Goodman J L, Winston D J, Greenfield R A, Chandrasekar P H, Fox B, Kaizer H, Shadduck R K, Shea T C, Stiff P, Friedman D J
University of Minnesota Hospital and Clinics, Minneapolis.
N Engl J Med. 1992 Mar 26;326(13):845-51. doi: 10.1056/NEJM199203263261301.
Superficial and systemic fungal infections are a major problem among severely immunocompromised patients who undergo bone marrow transplantation. We performed a double-blind, randomized, multicenter trial in which patients receiving bone marrow transplants were randomly assigned to receive placebo or fluconazole (400 mg daily). Fluconazole or placebo was administered prophylactically from the start of the conditioning regimen until the neutrophil count returned to 1000 per microliter, toxicity was suspected, or a systemic fungal infection was suspected or proved.

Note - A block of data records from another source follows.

impl std::fmt::Debug for CallbackSlots {
    fn fmt(&self, f: &mut std::fmt::Formatter<'_>) -> std::fmt::Result {
        f.debug_struct("CallbackSlots")
            .field("on_input", &self.on_input.is_some())
            .field("on_close", &self.on_close.is_some())
            .finish()
    }
}

#[derive(Debug, Clone, Copy, PartialEq, Eq)]
pub enum KeyboardEvent {
    Input,
    Close,
}

#[derive(Debug)]
pub struct VirtualKeyboard {
    layout: &'static [KeyDescriptor],
    keys: Vec<KeyElement>,
    state: KeyboardState,
    callbacks: CallbackSlots,
}

impl VirtualKeyboard {
    /// Build the key tree, mount it into `document`, and wire every element
    /// carrying `marker_class` so that focusing it opens the keyboard.
    ///
    /// Call once per document: a second call mounts a second tree and adds a
    /// second listener to each marked element.
    pub fn initialize(document: &mut Document, marker_class: &str) -> Self {
        let keyboard = Self::detached();
        document.mount_keyboard();

        let mut wired = 0;
        for element in document.elements_with_class_mut(marker_class) {
            let target = element.value_handle();
            element.add_focus_listener(Box::new(move |keyboard: &mut VirtualKeyboard| {
                let current = target.borrow().clone();
                keyboard.open(Some(&current), Some(write_back(&target)), None);
            }));
            wired += 1;
        }
        log::info!("keyboard mounted, {wired} field(s) wired via .{marker_class}");

        keyboard
    }

    /// A keyboard with its key tree built but not attached to any document.
    pub fn detached() -> Self {
        Self {
            layout: DEFAULT_LAYOUT,
            keys: DEFAULT_LAYOUT.iter().copied().map(KeyElement::render).collect(),
            state: KeyboardState::default(),
            callbacks: CallbackSlots::default(),
        }
    }

    pub fn open(
        &mut self,
        initial_value: Option<&str>,
        on_input: Option<Callback>,
        on_close: Option<Callback>,
    ) {
        self.state.buffer = initial_value.unwrap_or_default().to_string();
        self.callbacks = CallbackSlots { on_input, on_close };
        self.state.visible = true;
        log::debug!("keyboard opened with {} chars", self.state.buffer.len());
    }

    /// Hide the keyboard and reset the buffer. Installed callbacks are dropped
    /// so a later press cannot reach a field that is no longer focused.
    pub fn close(&mut self) {
        self.state.buffer.clear();
        self.callbacks = CallbackSlots::default();
        self.state.visible = false;
        log::debug!("keyboard closed");
    }

    /// Press the key at `index` in the layout. Ignored while hidden.
    pub fn press(&mut self, index: usize) {
        if !self.state.visible {
            log::trace!("press on hidden keyboard ignored");
            return;
        }
        let Some(key) = self.keys.get(index) else {
            return;
        };
        let descriptor = key.descriptor;
        log::debug!("press {:?} {:?}", descriptor.role, descriptor.symbol);

        match descriptor.role {
            KeyRole::Character => {
                if self.state.caps_lock {
                    self.state.buffer.push_str(&descriptor.symbol.to_uppercase());
                } else {
                    self.state.buffer.push_str(&descriptor.symbol.to_lowercase());
                }
                self.trigger_event(KeyboardEvent::Input);
            }
            KeyRole::Backspace => {
                self.state.buffer.pop();
                self.trigger_event(KeyboardEvent::Input);
            }
            KeyRole::Enter => {
                self.state.buffer.push('\n');
                self.trigger_event(KeyboardEvent::Input);
            }
            KeyRole::Space => {
                self.state.buffer.push(' ');
                self.trigger_event(KeyboardEvent::Input);
            }
            KeyRole::CapsLock => {
                self.toggle_caps_lock();
                let active = self.state.caps_lock;
                self.keys[index].classes.set(KeyClass::ACTIVE, active);
            }
            KeyRole::Done => {
                let value = std::mem::take(&mut self.state.buffer);
                let mut callbacks = std::mem::take(&mut self.callbacks);
                self.close();
                Self::dispatch(&mut callbacks, KeyboardEvent::Close, &value);
            }
        }
    }

    /// Press the first key whose symbol matches. Returns whether one was found.
    pub fn press_symbol(&mut self, symbol: &str) -> bool {
        match self.index_of(symbol) {
            Some(index) => {
                self.press(index);
                true
            }
            None => false,
        }
    }

    pub fn index_of(&self, symbol: &str) -> Option<usize> {
        self.keys.iter().position(|k| k.descriptor.symbol == symbol)
    }

    fn trigger_event(&mut self, event: KeyboardEvent) {
        Self::dispatch(&mut self.callbacks, event, &self.state.buffer);
    }

    fn dispatch(callbacks: &mut CallbackSlots, event: KeyboardEvent, value: &str) {
        let slot = match event {
            KeyboardEvent::Input => &mut callbacks.on_input,
            KeyboardEvent::Close => &mut callbacks.on_close,
        };
        match slot {
            Some(callback) => callback(value),
            None => log::trace!("no {event:?} handler installed"),
        }
    }

    fn toggle_caps_lock(&mut self) {
        self.state.caps_lock = !self.state.caps_lock;
        let caps = self.state.caps_lock;
        for key in &mut self.keys {
            if let KeyLabel::Text(text) = &mut key.label {
                *text = if caps {
                    text.to_uppercase()
                } else {
                    text.to_lowercase()
                };
            }
        }
    }

    pub fn layout(&self) -> &'static [KeyDescriptor] {
        self.layout
    }

    pub fn keys(&self) -> &[KeyElement] {
        &self.keys
    }

    pub fn state(&self) -> &KeyboardState {
        &self.state
    }

    pub fn buffer(&self) -> &str {
        &self.state.buffer
    }

    pub fn caps_lock(&self) -> bool {
        self.state.caps_lock
    }

    pub fn is_visible(&self) -> bool {
        self.state.visible
    }

    pub fn root_classes(&self) -> RootClass {
        if self.state.visible {
            RootClass::KEYBOARD
        } else {
            RootClass::KEYBOARD | RootClass::HIDDEN
        }
    }
}

fn write_back(target: &Rc<RefCell<String>>) -> Callback {
    let target = Rc::clone(target);
    Box::new(move |value: &str| {
        value.clone_into(&mut target.borrow_mut());
    })
}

By the end of the treatment period, 67.2 percent of the 177 patients assigned to placebo had a positive fungal culture of specimens from any site, as compared with 29.6 percent of the 179 patients assigned to fluconazole. Among these, superficial infections were diagnosed in 33.3 percent of the patients receiving placebo and in 8.4 percent of the patients receiving fluconazole (P less than 0.001). Systemic fungal infections occurred in 28 patients who received placebo as compared with 5 who received fluconazole (15.8 percent vs. 2.8 percent, P less than 0.001). Fluconazole prevented infection with all strains of candida except Candida krusei. Fluconazole was well tolerated, although patients who received it had a higher mean increase in alanine aminotransferase levels than patients who received placebo. Although there was no significant difference in overall mortality between the groups, fewer deaths were ascribed to acute systemic fungal infections in the group receiving fluconazole than in the group receiving placebo (1 of 179 vs. 10 of 177, P less than 0.001).
Prophylactic administration of fluconazole to recipients of bone marrow transplants reduces the incidence of both systemic and superficial fungal infections.
对于接受骨髓移植的严重免疫功能低下患者,浅表和全身性真菌感染是一个主要问题。我们进行了一项双盲、随机、多中心试验,将接受骨髓移植的患者随机分为两组,分别接受安慰剂或氟康唑(每日400毫克)治疗。从预处理方案开始至中性粒细胞计数恢复至每微升1000个、怀疑出现毒性反应或怀疑或证实发生全身性真菌感染期间,预防性给予氟康唑或安慰剂。
到治疗期结束时,177例分配接受安慰剂治疗的患者中,67.2%的患者任何部位标本的真菌培养呈阳性,而分配接受氟康唑治疗的179例患者中这一比例为29.6%。其中,接受安慰剂治疗的患者中有33.3%被诊断为浅表感染,接受氟康唑治疗的患者中这一比例为8.4%(P<0.001)。接受安慰剂治疗的28例患者发生了全身性真菌感染,而接受氟康唑治疗的患者中有5例发生(15.8%对2.8%,P<0.001)。氟康唑可预防除克鲁斯念珠菌外的所有念珠菌菌株感染。氟康唑耐受性良好,尽管接受该药治疗的患者丙氨酸转氨酶水平的平均升高幅度高于接受安慰剂治疗的患者。尽管两组的总死亡率无显著差异,但接受氟康唑治疗组因急性全身性真菌感染导致的死亡人数少于接受安慰剂治疗组(179例中的1例对177例中的10例,P<0.001)。
对骨髓移植受者预防性给予氟康唑可降低全身性和浅表性真菌感染的发生率。